DIRECTIONS FOR THIS TASK:
Entries follow. Give back exactly the lines starting at the one containing "raw URL string." and ending at the one containing "filename: Option<&str>) ->", and no other lines.

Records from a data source
#####
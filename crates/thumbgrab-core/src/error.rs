//! Error taxonomy for a single thumbnail download.

use thiserror::Error;

/// Why one URL did not produce a saved thumbnail.
///
/// Every failure of the per-URL operation maps to exactly one variant; the
/// batch driver only ever sees these through the reporting wrapper.
#[derive(Debug, Error)]
pub enum ThumbnailError {
    /// Transport failure on the page or image request (DNS, connect, reset, ...).
    #[error("{0}")]
    Network(#[from] curl::Error),
    /// The page has no `<meta property=...>` element with a `content` attribute.
    #[error("Thumbnail URL not found. No {property} metadata in page")]
    MissingMetadata { property: String },
    /// Image response finished with a status other than 200.
    #[error("Status code {0}")]
    BadStatus(u32),
    /// Creating the output directory or writing the file failed.
    #[error("{0}")]
    Io(#[from] std::io::Error),
}

impl ThumbnailError {
    /// Console line for this failure on `url`.
    pub fn console_message(&self, url: &str) -> String {
        match self {
            ThumbnailError::MissingMetadata { .. } => format!("{}: {}", self, url),
            _ => format!("Error downloading thumbnail for {}: {}", url, self),
        }
    }
}
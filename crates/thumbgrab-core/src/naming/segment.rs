//! Last path segment of a raw URL string.

/// Returns the text after the last `/` in `url`, or the whole string if it has none.
///
/// This is plain string splitting: the URL is not parsed, so query strings and
/// fragments stay in the result and a trailing `/` yields an empty segment.
pub fn last_segment(url: &str) -> &str {
    match url.rfind('/') {
        Some(idx) => &url[idx + 1..],
        None => url,
    }
}
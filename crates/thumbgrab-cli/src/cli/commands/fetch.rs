//! `thumbgrab fetch <url>` – thumbnail for one page.

use anyhow::Result;
use thumbgrab_core::config::ThumbgrabConfig;
use thumbgrab_core::Downloader;

pub fn run_fetch(cfg: &ThumbgrabConfig, url: &str, filename: Option<&str>) -> Result<()> {
    let downloader = Downloader::new(cfg);
    if !downloader.download_thumbnail(url, filename) {
        anyhow::bail!("no thumbnail saved for {}", url);
    }
    Ok(())
}
use thumbgrab_core::logging;

mod cli;

use crate::cli::CliCommand;

fn main() {
    // Initialize logging as early as possible; stderr if the state dir is unusable.
    if let Err(err) = logging::init_logging() {
        logging::init_logging_stderr();
        tracing::warn!("log file unavailable, logging to stderr: {:#}", err);
    }

    // Parse CLI and dispatch.
    if let Err(err) = CliCommand::run_from_args() {
        eprintln!("thumbgrab error: {:#}", err);
        std::process::exit(1);
    }
}
pub mod config;
pub mod logging;

pub mod batch;
pub mod error;
pub mod http;
pub mod naming;
pub mod preview;
pub mod storage;
pub mod thumbnail;

pub use error::ThumbnailError;
pub use thumbnail::Downloader;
#####
RESPONSE BOX:
//! Last path segment of a raw URL string.

/// Returns the text after the last `/` in `url`, or the whole string if it has none.
///
/// This is plain string splitting: the URL is not parsed, so query strings and
/// fragments stay in the result and a trailing `/` yields an empty segment.
pub fn last_segment(url: &str) -> &str {
    match url.rfind('/') {
        Some(idx) => &url[idx + 1..],
        None => url,
    }
}
filename crates/thumbgrab-cli/src/cli/commands/fetch.rs
//! `thumbgrab fetch <url>` – thumbnail for one page.

use anyhow::Result;
use thumbgrab_core::config::ThumbgrabConfig;
use thumbgrab_core::Downloader;

pub fn run_fetch(cfg: &ThumbgrabConfig, url: &str, filename: Option<&str>) -> Result<()> {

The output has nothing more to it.